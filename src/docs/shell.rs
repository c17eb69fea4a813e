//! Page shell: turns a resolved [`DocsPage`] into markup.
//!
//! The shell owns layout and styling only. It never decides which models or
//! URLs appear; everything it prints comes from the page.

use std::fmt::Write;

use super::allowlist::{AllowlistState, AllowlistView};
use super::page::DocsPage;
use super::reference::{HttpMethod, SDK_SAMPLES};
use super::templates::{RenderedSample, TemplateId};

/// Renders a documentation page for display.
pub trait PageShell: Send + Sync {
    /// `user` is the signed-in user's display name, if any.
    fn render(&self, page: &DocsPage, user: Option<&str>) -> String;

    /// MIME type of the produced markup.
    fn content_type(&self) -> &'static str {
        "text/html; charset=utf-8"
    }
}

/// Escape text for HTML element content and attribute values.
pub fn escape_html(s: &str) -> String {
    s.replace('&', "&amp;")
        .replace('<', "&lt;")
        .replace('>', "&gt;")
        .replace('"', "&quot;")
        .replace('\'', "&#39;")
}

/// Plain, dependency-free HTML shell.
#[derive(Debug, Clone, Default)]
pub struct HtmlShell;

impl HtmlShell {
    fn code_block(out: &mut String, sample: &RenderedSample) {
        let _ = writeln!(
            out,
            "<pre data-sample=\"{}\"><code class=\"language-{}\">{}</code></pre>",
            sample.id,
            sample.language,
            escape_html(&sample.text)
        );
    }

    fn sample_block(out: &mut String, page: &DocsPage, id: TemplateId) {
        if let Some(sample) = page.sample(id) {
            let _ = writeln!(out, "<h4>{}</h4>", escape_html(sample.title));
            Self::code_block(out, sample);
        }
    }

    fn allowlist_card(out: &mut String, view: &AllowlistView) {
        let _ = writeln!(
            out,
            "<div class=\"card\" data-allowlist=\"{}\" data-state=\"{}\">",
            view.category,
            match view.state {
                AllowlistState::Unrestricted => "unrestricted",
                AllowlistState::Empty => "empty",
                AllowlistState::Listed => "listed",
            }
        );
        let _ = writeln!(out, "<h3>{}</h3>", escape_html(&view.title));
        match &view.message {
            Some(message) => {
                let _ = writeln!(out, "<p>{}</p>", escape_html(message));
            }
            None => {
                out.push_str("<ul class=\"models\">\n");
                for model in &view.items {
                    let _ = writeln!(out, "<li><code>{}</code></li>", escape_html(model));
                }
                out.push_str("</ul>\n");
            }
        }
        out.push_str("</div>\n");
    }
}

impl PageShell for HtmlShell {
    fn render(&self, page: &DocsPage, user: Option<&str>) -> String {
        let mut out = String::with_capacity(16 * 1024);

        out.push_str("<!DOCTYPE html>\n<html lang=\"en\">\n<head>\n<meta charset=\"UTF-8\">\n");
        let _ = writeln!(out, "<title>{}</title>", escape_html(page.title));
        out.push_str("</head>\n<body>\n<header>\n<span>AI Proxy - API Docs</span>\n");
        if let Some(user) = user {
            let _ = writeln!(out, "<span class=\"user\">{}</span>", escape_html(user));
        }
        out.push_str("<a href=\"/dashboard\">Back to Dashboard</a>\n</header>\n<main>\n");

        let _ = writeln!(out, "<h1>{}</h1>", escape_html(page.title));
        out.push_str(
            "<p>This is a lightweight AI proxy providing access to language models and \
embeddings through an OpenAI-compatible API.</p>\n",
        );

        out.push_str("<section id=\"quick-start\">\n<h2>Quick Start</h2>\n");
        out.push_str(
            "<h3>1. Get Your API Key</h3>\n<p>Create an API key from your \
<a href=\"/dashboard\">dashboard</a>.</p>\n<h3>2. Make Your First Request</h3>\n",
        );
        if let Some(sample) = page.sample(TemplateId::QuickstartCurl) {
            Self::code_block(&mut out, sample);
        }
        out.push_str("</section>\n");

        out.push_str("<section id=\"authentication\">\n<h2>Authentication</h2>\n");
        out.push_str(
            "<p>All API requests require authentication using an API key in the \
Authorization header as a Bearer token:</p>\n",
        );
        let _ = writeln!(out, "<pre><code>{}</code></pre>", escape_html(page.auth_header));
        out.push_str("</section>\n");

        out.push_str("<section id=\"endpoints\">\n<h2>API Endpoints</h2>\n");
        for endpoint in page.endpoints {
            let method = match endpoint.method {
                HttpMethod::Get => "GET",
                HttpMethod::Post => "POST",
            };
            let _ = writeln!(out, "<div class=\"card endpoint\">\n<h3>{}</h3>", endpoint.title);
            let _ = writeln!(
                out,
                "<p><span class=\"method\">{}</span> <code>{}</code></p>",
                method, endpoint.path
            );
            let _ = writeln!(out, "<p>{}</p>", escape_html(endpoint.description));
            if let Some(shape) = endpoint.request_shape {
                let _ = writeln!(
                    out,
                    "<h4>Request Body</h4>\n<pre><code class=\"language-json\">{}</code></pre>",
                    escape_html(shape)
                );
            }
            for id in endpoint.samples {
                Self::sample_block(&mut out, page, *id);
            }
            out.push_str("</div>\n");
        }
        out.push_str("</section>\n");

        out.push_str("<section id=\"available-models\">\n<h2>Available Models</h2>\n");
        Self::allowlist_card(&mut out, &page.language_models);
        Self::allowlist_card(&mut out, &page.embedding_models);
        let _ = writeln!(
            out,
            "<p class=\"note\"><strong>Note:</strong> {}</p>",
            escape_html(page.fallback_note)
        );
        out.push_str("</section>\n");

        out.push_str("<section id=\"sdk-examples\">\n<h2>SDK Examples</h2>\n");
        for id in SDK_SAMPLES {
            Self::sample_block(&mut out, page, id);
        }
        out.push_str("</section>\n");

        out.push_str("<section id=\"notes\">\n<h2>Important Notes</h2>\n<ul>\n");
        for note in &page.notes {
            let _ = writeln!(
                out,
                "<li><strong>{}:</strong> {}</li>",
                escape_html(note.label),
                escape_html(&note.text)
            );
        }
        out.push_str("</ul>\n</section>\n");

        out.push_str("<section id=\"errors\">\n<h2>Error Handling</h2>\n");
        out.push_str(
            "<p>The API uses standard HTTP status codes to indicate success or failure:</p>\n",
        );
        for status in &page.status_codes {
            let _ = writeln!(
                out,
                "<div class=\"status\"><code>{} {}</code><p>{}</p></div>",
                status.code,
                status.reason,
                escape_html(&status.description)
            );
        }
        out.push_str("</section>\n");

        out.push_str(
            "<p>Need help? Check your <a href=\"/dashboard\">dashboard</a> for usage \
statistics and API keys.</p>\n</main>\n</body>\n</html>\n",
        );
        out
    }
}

**What is expected:**
Every line above that holds the word "Some" should be copied out.

**Response to this exercise:**
        if let Some(sample) = page.sample(id) {
            Some(message) => {
        if let Some(user) = user {
        if let Some(sample) = page.sample(TemplateId::QuickstartCurl) {
            if let Some(shape) = endpoint.request_shape {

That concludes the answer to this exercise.